Court Opinion

ID: 3691148
Source: CourtListenerOpinion
Date Created: 2016-07-06 06:33:31.830049+00
Date Added: 2024-06-11T13:34:36.134309
License: Public Domain

On this appeal from a jury verdict following trial before Visiting Judge William Mahon, I concur in part but concur in the judgment only with the majority's decision on the judge's time limitation for closing argument. We should never countenance a thirty-minute time limit for argument in an aggravated murder prosecution, nor should we give the impression that a judge has discretion to impose such restrictive limitations in cases of this gravity.
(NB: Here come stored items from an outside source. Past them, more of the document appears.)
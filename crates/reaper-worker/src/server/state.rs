//! Worker state
//!
//! Shared dependencies built once at startup.

use crate::dispatch::Dispatcher;
use crate::relay::DispatchLoop;
use reaper_common::AppConfig;
use reaper_core::Classifier;
use std::sync::Arc;

/// Worker application state
#[derive(Clone)]
pub struct WorkerState {
    /// Classifier configured with the default TTL
    classifier: Classifier,
    /// Dispatcher wired to Slack and Redis
    dispatcher: Dispatcher,
    /// Application configuration
    config: Arc<AppConfig>,
}

impl WorkerState {
    /// Create a new worker state
    pub fn new(classifier: Classifier, dispatcher: Dispatcher, config: AppConfig) -> Self {
        Self {
            classifier,
            dispatcher,
            config: Arc::new(config),
        }
    }

    /// Get the application configuration
    pub fn config(&self) -> &AppConfig {
        &self.config
    }

    /// Build a dispatch loop from this state
    pub fn dispatch_loop(&self) -> DispatchLoop {
        DispatchLoop::new(self.classifier, self.dispatcher.clone())
    }
}

impl std::fmt::Debug for WorkerState {
    fn fmt(&self, f: &mut std::fmt::Formatter<'_>) -> std::fmt::Result {
        f.debug_struct("WorkerState")
            .field("classifier", &self.classifier)
            .field("dispatcher", &self.dispatcher)
            .field("config", &"AppConfig")
            .finish()
    }
}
The majority correctly states the factors relevant to the exercise of discretion in limiting the time for closing argument, but then affirms the limit here without analyzing those factors or the underlying cases. The factors, as stated, include: (1) the circumstances of the case, (2) the gravity of the offense, (3) the number of witnesses examined, (4) the volume of the evidence, and (5) the time consumed by the trial.1
Smith was charged with one count of aggravated murder and four counts of attempted aggravated murder, with a firearm specification for each charge, on allegations that he entered an apartment and shot or attempted to shoot everyone present. The apartment was frequented by drug users, and Smith's defense was misidentification. He claimed the surviving witnesses could not accurately identify him, at least in part because they were under the influence of drugs. Although the facts are not particularly complicated and the presentation of evidence took less than two days, the seriousness of the charges alone requires that lawyers for both sides be allowed more than thirty minutes to argue their cases.
The majority's misplaced reliance on Jenkins and the cases cited therein is shown when one reviews the facts of those cases: in Jenkins, each side was allowed ninety minutes to present their closing arguments in a capital murder case2; in Halsey v. State3 each side also was allowed ninety minutes in a case described as comparatively short for a murder case, the evidence embracing only about 100 pages while the Smith transcript of testimony covers about 300 pages; in State v. Kay4 the court reversed a forty-five minute time limit in a bribery case; in United States v. Mills5 a thirty-five minute limit in a trial for transporting a minor across state lines for the purposes of prostitution was upheld only because error was not preserved; and in Braeunig v. Russell6 a thirty minute limit was upheld as reasonable in a negligence case where no prejudice was shown.
I find nothing to suggest that a thirty minute limit on closing argument should ever be imposed in an aggravated murder case, and I sincerely hope we have not reached a point where such trials are not considered fundamentally more important than civil negligence cases. Cf. Braeunig, supra. Nevertheless, nothing in the record suggests that Smith objected to the thirty minute limit when it was imposed and, because he objected only after the limit was enforced, the error was waived. The prosecutor had made his initial closing argument in reliance upon the limit and Smith should have objected to the limit when imposed, not when he later wanted more time.
1 State v. Jenkins (1984), 15 Ohio St.3d 164, 221, 15 OBR 311,473 N.E.2d 264, 313.
2 Id. at 221, 473 N.E.2d at 312.
3 (1932), 42 Ohio App. 291, 297, 11 Ohio Law Abs. 308, 182 N.E. 127,129.
4 (1967), 12 Ohio App.2d 38, 51-52, 41 O.O.2d 91, 230 N.E.2d 652,662.
5 (C.A.6, 1966), 366 F.2d 512, 515.
6 (1960), 170 Ohio St. 444, 11 O.O.2d 200, 166 N.E.2d 240, paragraph two of the syllabus.